[HN Gopher] Mimalloc Cigarette: Losing one week of my life catch...
___________________________________________________________________
Mimalloc Cigarette: Losing one week of my life catching a memory
leak (Rust)
Author : Patryk27
Score : 110 points
Date : 2024-08-21 15:09 UTC (7 hours ago)
(HTM) web link (pwy.io)
(TXT) w3m dump (pwy.io)
| kibwen wrote:
| Level 1 systems programmer: "wow, it feels so nice having control
| over my memory and getting out from under the thumb of a garbage
| collector"
|
| Level 2 systems programmer: "oh no, my memory allocator is a
| garbage collector"
| seanthemon wrote:
| At the very bottom of everything is a garbage collector..
| riwsky wrote:
| Market forces: the ultimate garbage collector
| hinkley wrote:
| Soil is just the biggest swap meet in the world. Where every
| microbe, invertebrate and tree is just looking for someone
| else's trash to turn into treasure.
| amelius wrote:
| Level 3 system programmer: "get me out of this straight jacket
| and give me my garbage collector back so I can get stuff done"
| forrestthewoods wrote:
| No. Just no.
|
| For as painful as the debugging story was I have spent
| _vastly_ more amounts of time working around garbage
| collectors to ship performant code.
| 0x457 wrote:
| What, you don't like doing GC only N requests (ruby web
| servers), disabling GC completely during working hours
| (java stock trading), fake allocating large buffers (go's
| allocate and don't use trick)?
| pton_xd wrote:
| Ain't nothin' wrong with configuring V8 to have unbounded
| heap growth, disabling the memory reducer, and then
| killing the process after a while.
| mike_hearn wrote:
| The Java shops you're thinking of didn't disable GC
| during working hours, they just sized the generations to
| avoid a collection given their normal allocation rates.
|
| But there were / are also plenty of trading shops that
| paid Azul for their pauseless C4 GC. Nowadays there's
| also ZGC and Shenandoah, so if you want to both allocate
| a lot and also not have pauses, that tech is no longer
| expensive.
| 0x457 wrote:
| > The Java shops you're thinking of didn't disable GC
| during working hours, they just sized the generations to
| avoid a collection given their normal allocation rates.
|
| Well, I just trivialized it.
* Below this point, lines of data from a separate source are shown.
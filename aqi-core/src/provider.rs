use crate::{
    forecast::ForecastPayload,
    model::{AqiReading, CityKey},
};
use async_trait::async_trait;
use std::fmt::Debug;

pub mod waqi;

pub use waqi::WaqiFeedClient;

/// A successful feed answer: the current reading plus the untouched forecast block.
#[derive(Debug, Clone, PartialEq)]
pub struct FeedSuccess {
    pub reading: AqiReading,
    pub forecast: ForecastPayload,
}

#[derive(Debug, Clone, Copy, PartialEq, Eq)]
pub enum FailureKind {
    NotFound,
    Transport,
}

/// Terminal, non-retryable outcome of a single feed call.
#[derive(Debug, Clone, PartialEq, Eq, thiserror::Error)]
pub enum FeedError {
    /// The upstream answered but has no data for the city.
    #[error("No air-quality data for '{city}': {reason}")]
    NotFound { city: CityKey, reason: String },

    /// Network failure, non-success HTTP status, or an unreadable body.
    #[error("Air-quality feed request for '{city}' failed: {message}")]
    Transport { city: CityKey, message: String },
}

impl FeedError {
    pub fn kind(&self) -> FailureKind {
        match self {
            FeedError::NotFound { .. } => FailureKind::NotFound,
            FeedError::Transport { .. } => FailureKind::Transport,
        }
    }

    pub fn city(&self) -> &CityKey {
        match self {
            FeedError::NotFound { city, .. } | FeedError::Transport { city, .. } => city,
        }
    }
}

/// Source of AQI readings keyed by city.
///
/// One call issues one request; implementations never retry or cache.
#[async_trait]
pub trait FeedClient: Send + Sync + Debug {
    async fn fetch(&self, city: &CityKey) -> Result<FeedSuccess, FeedError>;
}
However, in one case in mid
| 00s, I saw it disabled completely to avoid any pauses
| during trading hours.
| wpollock wrote:
| Used to do this in C decades ago. Worked on Unix but I
| doubt it works on Linux today, unless you disable memory
| overcommit completely.
| neonsunset wrote:
| I'd wager it was an issue with the language of choice (or
| its GC) being rather poorly made performance-wise or a
| design that does not respect how GC works in the first
| place :)
| forrestthewoods wrote:
| I'm sure you would! GC is like communism. Always some
| excuse as to why GC isn't to blame.
|
| > or a design that does not respect how GC works in the
| first place
|
| It's called shipping a 90 Hz VR game without dropping
| frames.
| neonsunset wrote:
| Aside from finding the analogy strange and unfortunate, I
| assume you're talking about Unity, is that correct?
|
| (if that is the case, I understand where the GC PTSD
| comes from)
| gnuvince wrote:
| I need to find a pithy way to express "we use a garbage
| collector to avoid doing manual memory management because
| that'd require too much effort; but since the GC causes
| performance problems in production, we have spent more
| effort and energy working around those issues and creating
| bespoke tooling to mitigate them than the manual memory
| management we were trying to avoid in the first place
| would've required."
| habibur wrote:
| RAII <-- best of both worlds.
| chubot wrote:
| If you are talking about C++, it's nice when RAII works.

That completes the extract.